§ WORK INSTRUCTIONS
Only the lines below, from the one with "pub fn simulate(&self, u: &DMatrix<f64>, bank: &NonlinearBank)" through the one with "elements, model E", are to be written out, exactly.

(Stored items)

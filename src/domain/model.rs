use std::path::Path;

use nalgebra::{DMatrix, DVector};
use num_complex::Complex64;
use serde::{Deserialize, Serialize};

use crate::domain::nonlin::NonlinearBank;
use crate::utils::error::{Result, VibError};
use crate::utils::linalg::{solve_complex, spectral_radius};

/// Discrete-time linear state-space model.
#[derive(Debug, Clone, Serialize, Deserialize)]
pub struct StateSpace {
    pub a: DMatrix<f64>,
    pub b: DMatrix<f64>,
    pub c: DMatrix<f64>,
    pub d: DMatrix<f64>,
    pub dt: f64,
}

impl StateSpace {
    pub fn new(
        a: DMatrix<f64>,
        b: DMatrix<f64>,
        c: DMatrix<f64>,
        d: DMatrix<f64>,
        dt: f64,
    ) -> Result<Self> {
        let n = a.nrows();
        if a.ncols() != n {
            return Err(VibError::shape("A must be square"));
        }
        if b.nrows() != n || c.ncols() != n {
            return Err(VibError::shape("B/C dimensions do not match the state count"));
        }
        if d.nrows() != c.nrows() || d.ncols() != b.ncols() {
            return Err(VibError::shape("D must be p x m"));
        }
        if !dt.is_finite() || dt <= 0.0 {
            return Err(VibError::shape("sampling period must be positive"));
        }
        Ok(Self { a, b, c, d, dt })
    }

    pub fn n(&self) -> usize {
        self.a.nrows()
    }

    pub fn m(&self) -> usize {
        self.b.ncols()
    }

    pub fn p(&self) -> usize {
        self.c.nrows()
    }

    /// All poles strictly inside the unit circle.
    pub fn is_stable(&self) -> bool {
        spectral_radius(&self.a) < 1.0
    }

    /// Transfer matrix `G(z) = C (zI - A)^-1 B + D` at one point.
    pub fn transfer_at(&self, z: Complex64) -> Result<DMatrix<Complex64>> {
        transfer(&self.a, &self.b, &self.c, &self.d, z)
    }

    /// Frequency response at physical frequencies in Hz.
    pub fn frf(&self, freqs_hz: &[f64]) -> Result<Vec<DMatrix<Complex64>>> {
        freqs_hz
            .iter()
            .map(|&f| {
                let omega = 2.0 * std::f64::consts::PI * f * self.dt;
                self.transfer_at(Complex64::from_polar(1.0, omega))
            })
            .collect()
    }

    /// Time simulation from zero initial state.
    pub fn simulate(&self, u: &DMatrix<f64>) -> Result<DMatrix<f64>> {
        if u.ncols() != self.m() {
            return Err(VibError::shape("input channel count does not match B"));
        }
        let ns = u.nrows();
        let mut x = DVector::zeros(self.n());
        let mut y = DMatrix::zeros(ns, self.p());
        for t in 0..ns {
            let ut = u.row(t).transpose();
            let yt = &self.c * &x + &self.d * &ut;
            y.row_mut(t).copy_from(&yt.transpose());
            x = &self.a * &x + &self.b * &ut;
        }
        Ok(y)
    }
}

/// Grey-box nonlinear state-space model with state-equation nonlinearities:
///
/// ```text
/// x(t+1) = A x(t) + B u(t) + E g(y(t))
/// y(t)   = C x(t) + D u(t)
/// ```
///
/// The basis functions `g` live in a [`NonlinearBank`] supplied at call time;
/// the model itself only carries their coefficient matrix `E`.
#[derive(Debug, Clone, Serialize, Deserialize)]
pub struct NonlinearStateSpace {
    pub ss: StateSpace,
    pub e: DMatrix<f64>,
}

impl NonlinearStateSpace {
    pub fn new(ss: StateSpace, e: DMatrix<f64>) -> Result<Self> {
        if e.ncols() > 0 && e.nrows() != ss.n() {
            return Err(VibError::shape("E must have one row per state"));
        }
        Ok(Self { ss, e })
    }

    pub fn n_nl(&self) -> usize {
        self.e.ncols()
    }

    /// Nonlinear time simulation. With an empty bank this is exactly the
    /// linear simulation.
    pub fn simulate(&self, u: &DMatrix<f64>, bank: &NonlinearBank) -> Result<DMatrix<f64>> {
        if bank.len() != self.n_nl() {
            return Err(VibError::shape(format!(
                "bank has {} elements, model E has {} columns",
                bank.len(),
                self.n_nl()
            )));
        }
        if self.n_nl() == 0 {
            return self.ss.simulate(u);
        }
        if u.ncols() != self.ss.m() {
            return Err(VibError::shape("input channel count does not match B"));
        }

        let ns = u.nrows();
        let p = self.ss.p();
        let mut x = DVector::zeros(self.ss.n());
        let mut y = DMatrix::zeros(ns, p);
        let mut yrow = vec![0.0; p];
        for t in 0..ns {
            let ut = u.row(t).transpose();
            let yt = &self.ss.c * &x + &self.ss.d * &ut;
            for (j, v) in yrow.iter_mut().enumerate() {
                *v = yt[j];
            }
            let g = bank.eval_sample(&yrow);
            y.row_mut(t).copy_from(&yt.transpose());
            x = &self.ss.a * &x + &self.ss.b * &ut + &self.e * &g;
        }
        Ok(y)
    }

    /// Simulate a periodic excitation to steady state: `transient_periods`
    /// copies of the input are prepended and discarded.
    pub fn simulate_steady(
        &self,
        u_periodic: &DMatrix<f64>,
        bank: &NonlinearBank,
        transient_periods: usize,
    ) -> Result<DMatrix<f64>> {
        let ns = u_periodic.nrows();
        let total = ns * (transient_periods + 1);
        let mut u_full = DMatrix::zeros(total, u_periodic.ncols());
        for r in 0..=transient_periods {
            u_full.rows_mut(r * ns, ns).copy_from(u_periodic);
        }
        let y_full = self.simulate(&u_full, bank)?;
        Ok(y_full.rows(transient_periods * ns, ns).into_owned())
    }

    pub fn save_json<P: AsRef<Path>>(&self, path: P) -> Result<()> {
        let file = std::fs::File::create(path.as_ref())?;
        serde_json::to_writer_pretty(file, self)?;
        Ok(())
    }

    pub fn load_json<P: AsRef<Path>>(path: P) -> Result<Self> {
        let file = std::fs::File::open(path.as_ref())?;
        let model: Self = serde_json::from_reader(file)?;
        Ok(model)
    }
}

/// `C (zI - A)^-1 B + D` for arbitrary (extended) input matrices.
pub fn transfer(
    a: &DMatrix<f64>,
    b: &DMatrix<f64>,
    c: &DMatrix<f64>,
    d: &DMatrix<f64>,
    z: Complex64,
) -> Result<DMatrix<Complex64>> {
    let n = a.nrows();
    let mut pencil = DMatrix::<Complex64>::zeros(n, n);
    for i in 0..n {
        for j in 0..n {
            pencil[(i, j)] = Complex64::new(-a[(i, j)], 0.0);
        }
        pencil[(i, i)] += z;
    }
    let bc = b.map(|v| Complex64::new(v, 0.0));
    let x = solve_complex(&pencil, &bc)?;
    let cc = c.map(|v| Complex64::new(v, 0.0));
    let dc = d.map(|v| Complex64::new(v, 0.0));
    Ok(&cc * x + dc)
}
use nalgebra::{DMatrix, DVector};
use num_complex::Complex64;

use crate::domain::model::StateSpace;
use crate::utils::error::{Result, VibError};
use crate::utils::linalg::{lstsq, realify_cols, realify_rows, spectral_radius};

/// How the input matrices are recovered once `A` and `C` are known.
#[derive(Debug, Clone, Copy, PartialEq, Eq, Default)]
pub enum BdMethod {
    /// Joint linear least squares over `B` and `D`.
    #[default]
    Explicit,
    /// Force `D = 0` and solve for `B` only.
    NoFeedthrough,
}

#[derive(Default)]
pub struct SubspaceOptions {
    pub bd_method: BdMethod,
    /// Per-line weights (typically inverse noise variance); applied as
    /// `sqrt(w)` scalings of the frequency-domain equations.
    pub weight: Option<DVector<f64>>,
}

pub struct SubspaceResult {
    pub ss: StateSpace,
    /// Singular values of the projected data matrix, for order selection.
    pub singular_values: DVector<f64>,
    pub stable: bool,
}

/// Frequency-domain subspace identification.
///
/// Estimates a discrete-time state-space model of order `n` from input and
/// output spectra at F excited lines with normalized frequencies
/// `freq` in `[0, 0.5)`. `r` is the number of block rows of the
/// block-Vandermonde data matrices and must exceed `n`.
pub fn subspace(
    u_spec: &DMatrix<Complex64>,
    y_spec: &DMatrix<Complex64>,
    freq: &[f64],
    n: usize,
    r: usize,
    dt: f64,
    opts: &SubspaceOptions,
) -> Result<SubspaceResult> {
    let nf = freq.len();
    let m = u_spec.ncols();
    let p = y_spec.ncols();

    if u_spec.nrows() != nf || y_spec.nrows() != nf {
        return Err(VibError::shape(
            "spectra must have one row per frequency line",
        ));
    }
    if n == 0 {
        return Err(VibError::estimation("model order must be positive"));
    }
    if r <= n {
        return Err(VibError::estimation(format!(
            "block rows r = {} must exceed the model order n = {}",
            r, n
        )));
    }
    if n > r * p {
        return Err(VibError::estimation(format!(
            "order n = {} exceeds r * p = {}",
            n,
            r * p
        )));
    }
    if 2 * nf < r * (m + p) {
        return Err(VibError::estimation(format!(
            "{} excited lines are too few for r = {} with {} channels",
            nf,
            r,
            m + p
        )));
    }
    let sqrt_w = match &opts.weight {
        Some(w) => {
            if w.len() != nf {
                return Err(VibError::shape("weight length must match the line count"));
            }
            w.map(f64::sqrt)
        }
        None => DVector::from_element(nf, 1.0),
    };

    // Block-Vandermonde data matrices, one column per line.
    let mut wu = DMatrix::<Complex64>::zeros(r * m, nf);
    let mut wy = DMatrix::<Complex64>::zeros(r * p, nf);
    for k in 0..nf {
        let z = Complex64::from_polar(1.0, 2.0 * std::f64::consts::PI * freq[k]);
        let mut zi = Complex64::new(sqrt_w[k], 0.0);
        for i in 0..r {
            for q in 0..m {
                wu[(i * m + q, k)] = zi * u_spec[(k, q)];
            }
            for q in 0..p {
                wy[(i * p + q, k)] = zi * y_spec[(k, q)];
            }
            zi *= z;
        }
    }

    // Realify and remove the input influence by an LQ factorization.
    let ur = realify_cols(&wu);
    let yr = realify_cols(&wy);
    let mut stacked = DMatrix::zeros(r * (m + p), 2 * nf);
    stacked.rows_mut(0, r * m).copy_from(&ur);
    stacked.rows_mut(r * m, r * p).copy_from(&yr);

    let rfac = stacked.transpose().qr().r();
    let l = rfac.transpose();
    let l22 = l.view((r * m, r * m), (r * p, r * p)).into_owned();

    let svd = l22.svd(true, false);
    let sv = svd.singular_values.clone();
    let u_mat = svd
        .u
        .ok_or_else(|| VibError::linalg("SVD of the projected data matrix failed"))?;

    if sv[n - 1] <= sv[0] * 1e-14 {
        tracing::warn!(
            "singular value {} of {} is numerically zero; order {} is likely too high",
            n,
            sv.len(),
            n
        );
    }

    // Extended observability range, balanced by sqrt of the singular values.
    let mut or = u_mat.columns(0, n).into_owned();
    for j in 0..n {
        let scale = sv[j].max(0.0).sqrt();
        or.column_mut(j).scale_mut(scale);
    }

    let c = or.rows(0, p).into_owned();
    let a = lstsq(
        &or.rows(0, (r - 1) * p).into_owned(),
        &or.rows(p, (r - 1) * p).into_owned(),
    )?;

    let stable = spectral_radius(&a) < 1.0;
    if !stable {
        tracing::debug!("estimated A has poles outside the unit circle");
    }

    let (b, d) = estimate_bd(&a, &c, u_spec, y_spec, freq, &sqrt_w, opts.bd_method)?;

    let ss = StateSpace::new(a, b, c, d, dt)?;
    Ok(SubspaceResult {
        ss,
        singular_values: sv,
        stable,
    })
}

/// Explicit least-squares estimate of B (and optionally D) given A and C:
/// `Y_k = (U_k^T kron C(z_k I - A)^-1) vec(B) + (U_k^T kron I_p) vec(D)`.
fn estimate_bd(
    a: &DMatrix<f64>,
    c: &DMatrix<f64>,
    u_spec: &DMatrix<Complex64>,
    y_spec: &DMatrix<Complex64>,
    freq: &[f64],
    sqrt_w: &DVector<f64>,
    method: BdMethod,
) -> Result<(DMatrix<f64>, DMatrix<f64>)> {
    let nf = freq.len();
    let n = a.nrows();
    let m = u_spec.ncols();
    let p = c.nrows();

    let with_d = method == BdMethod::Explicit;
    let n_theta = n * m + if with_d { p * m } else { 0 };

    let ac = a.map(|v| Complex64::new(v, 0.0));
    let cc = c.map(|v| Complex64::new(v, 0.0));
    let eye_n = DMatrix::<Complex64>::identity(n, n);

    let mut phi = DMatrix::<Complex64>::zeros(nf * p, n_theta);
    let mut rhs = DMatrix::<Complex64>::zeros(nf * p, 1);

    for k in 0..nf {
        let z = Complex64::from_polar(1.0, 2.0 * std::f64::consts::PI * freq[k]);
        let pencil = &eye_n * z - &ac;
        let resolvent = pencil
            .lu()
            .solve(&eye_n)
            .ok_or_else(|| VibError::linalg("singular pencil zI - A"))?;
        let ck = &cc * resolvent; // p x n

        let w = Complex64::new(sqrt_w[k], 0.0);
        for i in 0..p {
            let row = k * p + i;
            rhs[(row, 0)] = w * y_spec[(k, i)];
            for q in 0..m {
                let uq = w * u_spec[(k, q)];
                for j in 0..n {
                    phi[(row, q * n + j)] = uq * ck[(i, j)];
                }
                if with_d {
                    phi[(row, n * m + q * p + i)] = uq;
                }
            }
        }
    }

    let theta = lstsq(&realify_rows(&phi), &realify_rows(&rhs))?;

    let b = DMatrix::from_fn(n, m, |i, j| theta[(j * n + i, 0)]);
    let d = if with_d {
        DMatrix::from_fn(p, m, |i, j| theta[(n * m + j * p + i, 0)])
    } else {
        DMatrix::zeros(p, m)
    };
    Ok((b, d))
}

#[cfg(test)]
mod tests {
    use super::*;
    use approx::assert_relative_eq;

    fn true_system() -> StateSpace {
        let a = DMatrix::from_row_slice(2, 2, &[1.5, -0.7, 1.0, 0.0]);
        let b = DMatrix::from_row_slice(2, 1, &[1.0, 0.5]);
        let c = DMatrix::from_row_slice(1, 2, &[0.2, 0.1]);
        let d = DMatrix::from_row_slice(1, 1, &[0.05]);
        StateSpace::new(a, b, c, d, 1.0).unwrap()
    }

    fn spectra_of(
        ss: &StateSpace,
        freq: &[f64],
    ) -> (DMatrix<Complex64>, DMatrix<Complex64>) {
        let m = ss.m();
        let p = ss.p();
        let nf = freq.len();
        let mut u = DMatrix::<Complex64>::zeros(nf, m);
        let mut y = DMatrix::<Complex64>::zeros(nf, p);
        for (k, &f) in freq.iter().enumerate() {
            let z = Complex64::from_polar(1.0, 2.0 * std::f64::consts::PI * f);
            let g = ss.transfer_at(z).unwrap();
            for q in 0..m {
                // deterministic, line-dependent excitation
                u[(k, q)] = Complex64::new(
                    1.0 + (0.7 * k as f64 + q as f64).cos(),
                    (0.3 * k as f64).sin(),
                );
            }
            let urow = u.row(k).transpose();
            let yk = &g * urow;
            for i in 0..p {
                y[(k, i)] = yk[i];
            }
        }
        (u, y)
    }

    fn assert_frf_close(est: &StateSpace, truth: &StateSpace, tol: f64) {
        for &f in &[0.02, 0.07, 0.13, 0.21, 0.33, 0.45] {
            let z = Complex64::from_polar(1.0, 2.0 * std::f64::consts::PI * f);
            let ge = est.transfer_at(z).unwrap();
            let gt = truth.transfer_at(z).unwrap();
            for i in 0..gt.nrows() {
                for j in 0..gt.ncols() {
                    assert!(
                        (ge[(i, j)] - gt[(i, j)]).norm() < tol,
                        "FRF mismatch at f = {}: {} vs {}",
                        f,
                        ge[(i, j)],
                        gt[(i, j)]
                    );
                }
            }
        }
    }

    #[test]
    fn test_recovers_siso_system_from_exact_spectra() {
        let ss = true_system();
        let freq: Vec<f64> = (2..60).map(|k| k as f64 / 128.0).collect();
        let (u, y) = spectra_of(&ss, &freq);

        let res = subspace(&u, &y, &freq, 2, 6, 1.0, &SubspaceOptions::default()).unwrap();
        assert!(res.stable);
        assert_frf_close(&res.ss, &ss, 1e-7);

        // poles must match too
        let mut le: Vec<f64> = res.ss.a.complex_eigenvalues().iter().map(|l| l.norm()).collect();
        let mut lt: Vec<f64> = ss.a.complex_eigenvalues().iter().map(|l| l.norm()).collect();
        le.sort_by(|a, b| a.partial_cmp(b).unwrap());
        lt.sort_by(|a, b| a.partial_cmp(b).unwrap());
        for (e, t) in le.iter().zip(&lt) {
            assert_relative_eq!(*e, *t, epsilon = 1e-7);
        }
    }

    #[test]
    fn test_recovers_two_output_system() {
        let a = DMatrix::from_row_slice(2, 2, &[1.4, -0.58, 1.0, 0.0]);
        let b = DMatrix::from_row_slice(2, 1, &[1.0, 0.0]);
        let c = DMatrix::from_row_slice(2, 2, &[0.3, 0.0, 0.1, 0.2]);
        let d = DMatrix::zeros(2, 1);
        let ss = StateSpace::new(a, b, c, d, 1.0).unwrap();

        let freq: Vec<f64> = (3..50).map(|k| k as f64 / 120.0).collect();
        let (u, y) = spectra_of(&ss, &freq);
        let res = subspace(&u, &y, &freq, 2, 5, 1.0, &SubspaceOptions::default()).unwrap();
        assert_frf_close(&res.ss, &ss, 1e-7);
    }

    #[test]
    fn test_no_feedthrough_variant() {
        let mut ss = true_system();
        ss.d[(0, 0)] = 0.0;
        let freq: Vec<f64> = (2..60).map(|k| k as f64 / 128.0).collect();
        let (u, y) = spectra_of(&ss, &freq);

        let opts = SubspaceOptions {
            bd_method: BdMethod::NoFeedthrough,
            weight: None,
        };
        let res = subspace(&u, &y, &freq, 2, 6, 1.0, &opts).unwrap();
        assert_relative_eq!(res.ss.d[(0, 0)], 0.0);
        assert_frf_close(&res.ss, &ss, 1e-7);
    }

    #[test]
    fn test_uniform_weight_changes_nothing() {
        let ss = true_system();
        let freq: Vec<f64> = (2..60).map(|k| k as f64 / 128.0).collect();
        let (u, y) = spectra_of(&ss, &freq);

        let plain = subspace(&u, &y, &freq, 2, 6, 1.0, &SubspaceOptions::default()).unwrap();
        let opts = SubspaceOptions {
            bd_method: BdMethod::Explicit,
            weight: Some(DVector::from_element(freq.len(), 1.0)),
        };
        let weighted = subspace(&u, &y, &freq, 2, 6, 1.0, &opts).unwrap();
        assert_frf_close(&weighted.ss, &plain.ss, 1e-9);
    }

    #[test]
    fn test_rejects_bad_dimensions() {
        let ss = true_system();
        let freq: Vec<f64> = (2..30).map(|k| k as f64 / 64.0).collect();
        let (u, y) = spectra_of(&ss, &freq);

        // r must exceed n
        assert!(subspace(&u, &y, &freq, 3, 3, 1.0, &SubspaceOptions::default()).is_err());
        // far too few lines
        let short: Vec<f64> = freq[..3].to_vec();
        let us = u.rows(0, 3).into_owned();
        let ys = y.rows(0, 3).into_owned();
        assert!(subspace(&us, &ys, &short, 2, 6, 1.0, &SubspaceOptions::default()).is_err());
    }

    #[test]
    fn test_singular_values_expose_order() {
        let ss = true_system();
        let freq: Vec<f64> = (2..60).map(|k| k as f64 / 128.0).collect();
        let (u, y) = spectra_of(&ss, &freq);
        let res = subspace(&u, &y, &freq, 2, 6, 1.0, &SubspaceOptions::default()).unwrap();
        // noise-free order-2 data: a sharp gap after the second singular value
        assert!(res.singular_values[1] / res.singular_values[0] > 1e-6);
        assert!(res.singular_values[2] / res.singular_values[1] < 1e-6);
    }
}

§ ANSWER TO THE PROBLEM
    pub fn simulate(&self, u: &DMatrix<f64>, bank: &NonlinearBank) -> Result<DMatrix<f64>> {
        if bank.len() != self.n_nl() {
            return Err(VibError::shape(format!(
                "bank has {} elements, model E has {} columns",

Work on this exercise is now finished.